In general, a solitary cartilage lesion should be suspected of being a low-grade chondrosarcoma if it shows, even focally, hypercellularity, plump cells with the so-called open nuclear chromatin pattern and prominent nucleoli, the presence of nuclear pleomorphism, and more than occasional double nuclei. As stated, this type of lesion requires clinical and radiologic data to support the diagnosis of chondrosarcoma.17,21,29,33,34,72,76,83
A cartilage lesion should be regarded as chondrosarcoma microscopically if it shows prominent nuclear atypia, mitotic activity with atypical mitoses, and multiple pleomorphic or multinuclear cartilage cells.
Contrary to other bone and soft tissue sarcomas, histologic grading of chondrosarcomas correlates well with their clinical behavior.6,8,10,17,31,35,37,42,58,64,81,82 Chondrosarcomas of different grades most likely represent pathogenetically distinct conditions with different biologic potential and clinical behavior.58–60,96 The most widely accepted method of grading is based on a three-tier system (Fig. 7-23).

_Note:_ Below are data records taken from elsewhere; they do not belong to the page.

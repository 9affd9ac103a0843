use std::fmt;

/// A single shell-completion candidate.
#[derive(Debug, Clone, PartialEq, Eq)]
pub enum Suggestion {
    /// Complete to a literal string.
    Literal {
        /// Replacement text for the token under the cursor.
        text: String,
        /// Short annotation shown next to the candidate, when the shell
        /// supports one.
        note: Option<String>,
    },
    /// Defer to the shell's file name completion.
    File {
        /// Glob restricting the completed file names, `*` for any.
        pattern: String,
    },
}

impl Suggestion {
    /// Literal candidate without an annotation.
    pub fn literal(text: impl Into<String>) -> Self {
        Suggestion::Literal {
            text: text.into(),
            note: None,
        }
    }

    /// Literal candidate with an annotation.
    pub fn noted(text: impl Into<String>, note: impl Into<String>) -> Self {
        Suggestion::Literal {
            text: text.into(),
            note: Some(note.into()),
        }
    }

    /// The replacement text, when this candidate carries one.
    pub fn text(&self) -> Option<&str> {
        match self {
            Suggestion::Literal { text, .. } => Some(text),
            Suggestion::File { .. } => None,
        }
    }
}

impl fmt::Display for Suggestion {
    fn fmt(&self, f: &mut fmt::Formatter) -> fmt::Result {
        match self {
            Suggestion::Literal { text, note: None } => write!(f, "{text}"),
            Suggestion::Literal {
                text,
                note: Some(note),
            } => write!(f, "{text}\t{note}"),
            Suggestion::File { pattern } => write!(f, "<file:{pattern}>"),
        }
    }
}

/// Drop repeated candidates, keeping the first occurrence's annotation.
pub(crate) fn dedup(suggestions: Vec<Suggestion>) -> Vec<Suggestion> {
    let mut out: Vec<Suggestion> = Vec::with_capacity(suggestions.len());

    for suggestion in suggestions {
        let repeat = match &suggestion {
            Suggestion::Literal { text, .. } => out
                .iter()
                .any(|seen| seen.text().map(|t| t == text).unwrap_or(false)),
            Suggestion::File { pattern } => out.iter().any(|seen| {
                matches!(seen, Suggestion::File { pattern: p } if p == pattern)
            }),
        };

        if !repeat {
            out.push(suggestion);
        }
    }

    out
}

#[cfg(test)]
mod tests {
    use super::*;

    #[test]
    fn render() {
        assert_eq!(Suggestion::literal("--verbose").to_string(), "--verbose");
        assert_eq!(
            Suggestion::noted("--verbose", "print more").to_string(),
            "--verbose\tprint more"
        );
        assert_eq!(
            Suggestion::File {
                pattern: "*.toml".to_string()
            }
            .to_string(),
            "<file:*.toml>"
        );
    }

    #[test]
    fn dedup_keeps_first() {
        // Setup
        let suggestions = vec![
            Suggestion::noted("origin", "default remote"),
            Suggestion::literal("upstream"),
            Suggestion::literal("origin"),
        ];

        // Execute
        let unique = dedup(suggestions);

        // Verify
        assert_eq!(
            unique,
            vec![
                Suggestion::noted("origin", "default remote"),
                Suggestion::literal("upstream"),
            ]
        );
    }

    #[test]
    fn dedup_files() {
        // Setup
        let suggestions = vec![
            Suggestion::File {
                pattern: "*".to_string(),
            },
            Suggestion::literal("-"),
            Suggestion::File {
                pattern: "*".to_string(),
            },
        ];

        // Execute
        let unique = dedup(suggestions);

        // Verify
        assert_eq!(unique.len(), 2);
    }
}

The diagnostic criteria for the three grades of chondrosarcomas are described next.
Grade 1 Chondrosarcoma.
Grade 1 chondrosarcoma is cytologically very similar to enchondroma. The microscopic differences are minimal, and the distinction may be a subjective one.21,29,33,37,49 Overall the cellularity is higher than in enchondroma, and there are more than occasional plump nuclei with an open chromatin structure and double nuclei (Fig. 7-13). The lesion typically has an infiltrative growth pattern with features of endosteal erosion and engulfment of the adjacent cancellous bone. Clinical and radiologic features of extraosseous extension can be present. The pattern of growth and the relationship of the lesion to the adjacent bone and soft tissue often cannot be evaluated in limited biopsy material. The diagnosis of grade 1 chondrosarcoma nearly always requires supportive evidence from the clinical and radiographic data. For example, lesions in certain anatomic locations, such as the ribs, sternum, and flat bones, nearly always behave in an aggressive manner. By contrast, cartilage lesions located distal to the wrist and ankle joints are nearly always clinically benign. However, it must be mentioned that enchondromas do occur in the axial skeleton, and well-documented examples of benign cartilage lesions in the ribs, sternum, and flat bones have also been reported. Pain is an important symptom of cartilage malignancy and is believed to be related to an infiltrative growth pattern. Radiographic data are indispensable in the evaluation of cartilage lesions. The large size of the mass indicates a continuous growth potential and a clinically aggressive lesion. Radiographic evidence of bone contour expansion, cortical thinning, endosteal scalloping, and the presence of solid periosteal new bone formation with cortical thickening in the vicinity of the tumor all indicate a clinically aggressive lesion.43 Grade 1 chondrosarcoma is a slowly growing, locally aggressive tumor with an indolent course and recurrent growth potential. Metastatic spread is not a feature of grade 1 chondrosarcoma, but uncontrolled local recurrence can lead to a fatal outcome.